Was sind Anpassungsstörungen und wie äußern sie sich?

Anpassungsstörungen beziehen sich auf den Prozess, der nach einem außergewöhnlichen, meist belastenden Lebensereignis eintritt. Der Betroffene kann die Situation nur schwer oder gar nicht bewältigen und reagiert mit negativen Gefühlen und/ oder sozialem Rückzug. Seine Leistungen in Schule oder Beruf fallen mehr und mehr ab, so dass auch hier ein hoher Leidensdruck entsteht.

Was sind Anpassungsstörungen (© thingamajiggs / stock.adobe.com)

Was sind Anpassungsstörungen (© thingamajiggs / stock.adobe.com)

Bei der Anpassungsstörung spielt die objektive Härte oder Schwere eines Ereignisses nicht die ausschlaggebende Rolle. Entscheidend ist, wie der Betroffene auf diese Ereignisse oder Situationen reagiert. So kann es durchaus zu Reaktionen kommen, die von Außenstehenden als unangepasst oder überzogen wahrgenommen werden.

Für den Betroffenen steht die subjektive Wahrnehmung und Einschätzung eines Lebensereignisses im Vordergrund. Bei seiner subjektiven Wahrnehmung und Beurteilung von Ereignissen spielen auch vorherige schwierige Situationen, die individuelle Belastbarkeit und seine allgemeinen Bewältigungsfähigkeiten eine Rolle (siehe: geringe psychische Belastbarkeit, Stressbewältigung Definition).

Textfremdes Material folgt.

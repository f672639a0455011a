//! [`AccountStore`] backed by PostgreSQL through `sqlx`.
//!
//! The store owns a Tokio runtime and blocks on it from the calling thread,
//! so the synchronous worker threads of a benchmark each drive their own
//! pooled connection. Expects the table
//! `accounts(accno BIGINT PRIMARY KEY, balance BIGINT NOT NULL)`, which
//! [`PostgresStore::create_schema`] creates when missing.

use std::time::Duration;

use log::{debug, info};
use sqlx::postgres::{PgPool, PgPoolOptions};
use sqlx::Postgres;
use tokio::runtime::Runtime;

use crate::errors::{Result, StoreError, StoreResult};
use crate::store::{baseline_balance, AccountId, AccountStore, BalanceMutation, SOURCE_ACCOUNT};
use crate::TransactionIsolation;

/// SQLSTATE `serialization_failure`.
pub const SERIALIZATION_FAILURE: &str = "40001";
/// SQLSTATE `deadlock_detected`.
pub const DEADLOCK_DETECTED: &str = "40P01";

const DEBIT_SQL: &str = "UPDATE accounts SET balance = balance - 1 WHERE accno = $1";
const CREDIT_SQL: &str = "UPDATE accounts SET balance = balance + 1 WHERE accno = $1";

/// Classifies a failure by its SQLSTATE rather than by its message text.
pub fn classify_sqlstate(code: Option<&str>, message: String) -> StoreError {
    match code {
        Some(SERIALIZATION_FAILURE) | Some(DEADLOCK_DETECTED) => StoreError::Conflict(message),
        _ => StoreError::Other(message),
    }
}

fn classify(err: sqlx::Error) -> StoreError {
    let code = err
        .as_database_error()
        .and_then(|db_err| db_err.code())
        .map(|code| code.into_owned());
    classify_sqlstate(code.as_deref(), err.to_string())
}

/// PostgreSQL implementation of the AccountStore trait
pub struct PostgresStore {
    runtime: Runtime,
    pool: PgPool,
}

impl PostgresStore {
    /// Connects a pool of up to `max_connections` sessions to `url`.
    ///
    /// Size the pool to the largest number of concurrent workers a sweep
    /// launches; a smaller pool makes workers queue for connections and
    /// skews the latency numbers.
    pub fn connect(url: &str, max_connections: u32) -> Result<Self> {
        let runtime = tokio::runtime::Builder::new_multi_thread()
            .enable_all()
            .build()?;
        let pool = runtime
            .block_on(
                PgPoolOptions::new()
                    .max_connections(max_connections)
                    .acquire_timeout(Duration::from_secs(30))
                    .connect(url),
            )
            .map_err(classify)?;
        info!("Connected to PostgreSQL with up to {} connections", max_connections);
        Ok(Self { runtime, pool })
    }

    /// Creates the `accounts` table if it does not exist yet.
    pub fn create_schema(&self) -> Result<()> {
        self.runtime
            .block_on(
                sqlx::query(
                    "CREATE TABLE IF NOT EXISTS accounts \
                     (accno BIGINT PRIMARY KEY, balance BIGINT NOT NULL)",
                )
                .execute(&self.pool),
            )
            .map_err(classify)?;
        Ok(())
    }

    async fn reset(&self, universe: &[AccountId]) -> std::result::Result<(), sqlx::Error> {
        let mut tx = self.pool.begin().await?;
        sqlx::query("DELETE FROM accounts").execute(&mut *tx).await?;
        sqlx::query("INSERT INTO accounts (accno, balance) VALUES ($1, $2)")
            .bind(SOURCE_ACCOUNT)
            .bind(baseline_balance(universe))
            .execute(&mut *tx)
            .await?;
        sqlx::query(
            "INSERT INTO accounts (accno, balance) \
             SELECT accno, 0 FROM UNNEST($1::BIGINT[]) AS s(accno)",
        )
        .bind(universe)
        .execute(&mut *tx)
        .await?;
        tx.commit().await
    }

    async fn transfer(
        &self,
        isolation: TransactionIsolation,
        mutations: &[BalanceMutation],
    ) -> std::result::Result<(), sqlx::Error> {
        let mut tx: sqlx::Transaction<'_, Postgres> = self.pool.begin().await?;
        // `as_sql` only ever yields one of the allow-listed level names.
        let set_isolation = format!("SET TRANSACTION ISOLATION LEVEL {}", isolation.as_sql());
        sqlx::query(&set_isolation).execute(&mut *tx).await?;
        for mutation in mutations {
            let sql = match mutation {
                BalanceMutation::Debit(_) => DEBIT_SQL,
                BalanceMutation::Credit(_) => CREDIT_SQL,
            };
            let updated = sqlx::query(sql)
                .bind(mutation.account())
                .execute(&mut *tx)
                .await?;
            if updated.rows_affected() == 0 {
                return Err(sqlx::Error::RowNotFound);
            }
        }
        tx.commit().await
    }
}

impl AccountStore for PostgresStore {
    fn reset_to_baseline(&self, universe: &[AccountId]) -> StoreResult<()> {
        self.runtime.block_on(self.reset(universe)).map_err(classify)?;
        debug!("Reset {} accounts to baseline", universe.len() + 1);
        Ok(())
    }

    fn read_balance(&self, account: AccountId) -> StoreResult<i64> {
        self.runtime
            .block_on(
                sqlx::query_scalar::<_, i64>("SELECT balance FROM accounts WHERE accno = $1")
                    .bind(account)
                    .fetch_one(&self.pool),
            )
            .map_err(classify)
    }

    fn execute(
        &self,
        isolation: TransactionIsolation,
        mutations: &[BalanceMutation],
    ) -> StoreResult<()> {
        self.runtime
            .block_on(self.transfer(isolation, mutations))
            .map_err(classify)
    }
}
use std::thread;
use std::time::Duration;

use log::{debug, warn};
use serde::{Deserialize, Serialize};

use crate::errors::{BenchError, Result, StoreError};
use crate::executor::TransactionExecutor;
use crate::partition::Chunk;
use crate::store::AccountId;
use crate::TransactionIsolation;

/// How a worker reacts to serialization conflicts.
///
/// When `enabled` is false the policy behaves as if `max_attempts` were 1,
/// whatever its configured value.
#[derive(Debug, Clone, Copy, PartialEq, Eq, Serialize, Deserialize)]
#[serde(default)]
pub struct RetryPolicy {
    pub enabled: bool,
    pub max_attempts: u32,
    #[serde(rename = "backoff_base_ms", with = "millis")]
    pub backoff_base: Duration,
}

impl Default for RetryPolicy {
    fn default() -> Self {
        Self {
            enabled: true,
            max_attempts: 3,
            backoff_base: Duration::from_millis(50),
        }
    }
}

impl RetryPolicy {
    /// Creates a retrying policy.
    ///
    /// # Errors
    ///
    /// Returns [`BenchError::Config`] when `max_attempts` is zero.
    pub fn new(max_attempts: u32, backoff_base: Duration) -> Result<Self> {
        let policy = Self {
            enabled: true,
            max_attempts,
            backoff_base,
        };
        policy.validate()?;
        Ok(policy)
    }

    /// A policy that never retries.
    pub fn disabled() -> Self {
        Self {
            enabled: false,
            ..Self::default()
        }
    }

    pub fn validate(&self) -> Result<()> {
        if self.max_attempts == 0 {
            return Err(BenchError::Config(
                "retry max_attempts must be at least 1".to_string(),
            ));
        }
        Ok(())
    }

    /// Upper bound on executor invocations per chunk.
    pub fn effective_max_attempts(&self) -> u32 {
        if self.enabled {
            self.max_attempts.max(1)
        } else {
            1
        }
    }

    /// Sleep before the attempt following `attempt`: linear in the attempt number.
    pub fn backoff_for(&self, attempt: u32) -> Duration {
        self.backoff_base.saturating_mul(attempt)
    }
}

/// Terminal result of one worker's transfer.
#[derive(Debug, Clone, PartialEq, Eq)]
pub enum TransactionOutcome {
    Committed,
    /// The store reported something other than a conflict. Never retried.
    FailedNonRetryable(StoreError),
    /// Every allowed attempt ended in a conflict; carries the last one.
    RetriesExhausted(StoreError),
}

impl TransactionOutcome {
    pub fn is_committed(&self) -> bool {
        matches!(self, TransactionOutcome::Committed)
    }
}

/// What a worker hands back to the runner once it reaches a terminal outcome.
#[derive(Debug, Clone, PartialEq, Eq)]
pub struct WorkerReport {
    pub chunk_index: usize,
    pub accounts: Vec<AccountId>,
    /// Executor invocations made, including the successful one.
    pub attempts: u32,
    pub outcome: TransactionOutcome,
}

/// Bounded retry loop around a [`TransactionExecutor`].
///
/// This is the only retry logic in the crate; stores must not retry on their own.
#[derive(Clone)]
pub struct RetryController {
    executor: TransactionExecutor,
}

impl RetryController {
    pub fn new(executor: TransactionExecutor) -> Self {
        Self { executor }
    }

    /// Drives `chunk` to a terminal outcome under `policy`.
    ///
    /// Attempts start at 1. A conflict on attempt `n` sleeps
    /// `backoff_base * n` and tries again, unless retries are disabled or `n`
    /// already equals the attempt bound, in which case the outcome is
    /// [`TransactionOutcome::RetriesExhausted`]. Other failures return at once.
    pub fn run(
        &self,
        chunk: &Chunk,
        isolation: TransactionIsolation,
        policy: &RetryPolicy,
    ) -> WorkerReport {
        let max_attempts = policy.effective_max_attempts();
        let mut attempt = 1;

        let outcome = loop {
            match self.executor.execute(chunk, isolation) {
                Ok(()) => break TransactionOutcome::Committed,
                Err(err) if err.is_conflict() => {
                    if attempt >= max_attempts {
                        warn!(
                            "Chunk {} gave up after {} attempt(s): {}",
                            chunk.index(),
                            attempt,
                            err
                        );
                        break TransactionOutcome::RetriesExhausted(err);
                    }
                    let backoff = policy.backoff_for(attempt);
                    debug!(
                        "Chunk {} conflict on attempt {} of {}: {} (backoff={:?})",
                        chunk.index(),
                        attempt,
                        max_attempts,
                        err,
                        backoff
                    );
                    thread::sleep(backoff);
                    attempt += 1;
                }
                Err(err) => {
                    warn!(
                        "Error in transaction for accounts {:?}: {}",
                        chunk.accounts(),
                        err
                    );
                    break TransactionOutcome::FailedNonRetryable(err);
                }
            }
        };

        WorkerReport {
            chunk_index: chunk.index(),
            accounts: chunk.accounts().to_vec(),
            attempts: attempt,
            outcome,
        }
    }
}

/// Serializes a `Duration` as whole milliseconds.
pub(crate) mod millis {
    use std::time::Duration;

    use serde::{Deserialize, Deserializer, Serializer};

    pub fn serialize<S: Serializer>(value: &Duration, serializer: S) -> Result<S::Ok, S::Error> {
        serializer.serialize_u64(value.as_millis() as u64)
    }

    pub fn deserialize<'de, D: Deserializer<'de>>(deserializer: D) -> Result<Duration, D::Error> {
        u64::deserialize(deserializer).map(Duration::from_millis)
    }
}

Viele Reaktionen, die auch zum Krankheitsbild der Anpassungsstörung passen, sind zunächst völlig normale Reaktionen auf schwer wiegende äußere Ereignissen wie Krieg, Vertreibung oder Flucht. Auch Arbeitsplatzverlust, Verlust geliebter Menschen, Scheidung und ähnliche Ereignisse können für einen langen Zeitraum negative Reaktionen nach sich ziehen. Bei einer Anpassungsstörung jedoch greifen derartige negative Emotionen auf beinahe alle anderen Lebensbereiche über und machen es dem Betroffenen unmöglich, ein normales soziales Leben zu führen.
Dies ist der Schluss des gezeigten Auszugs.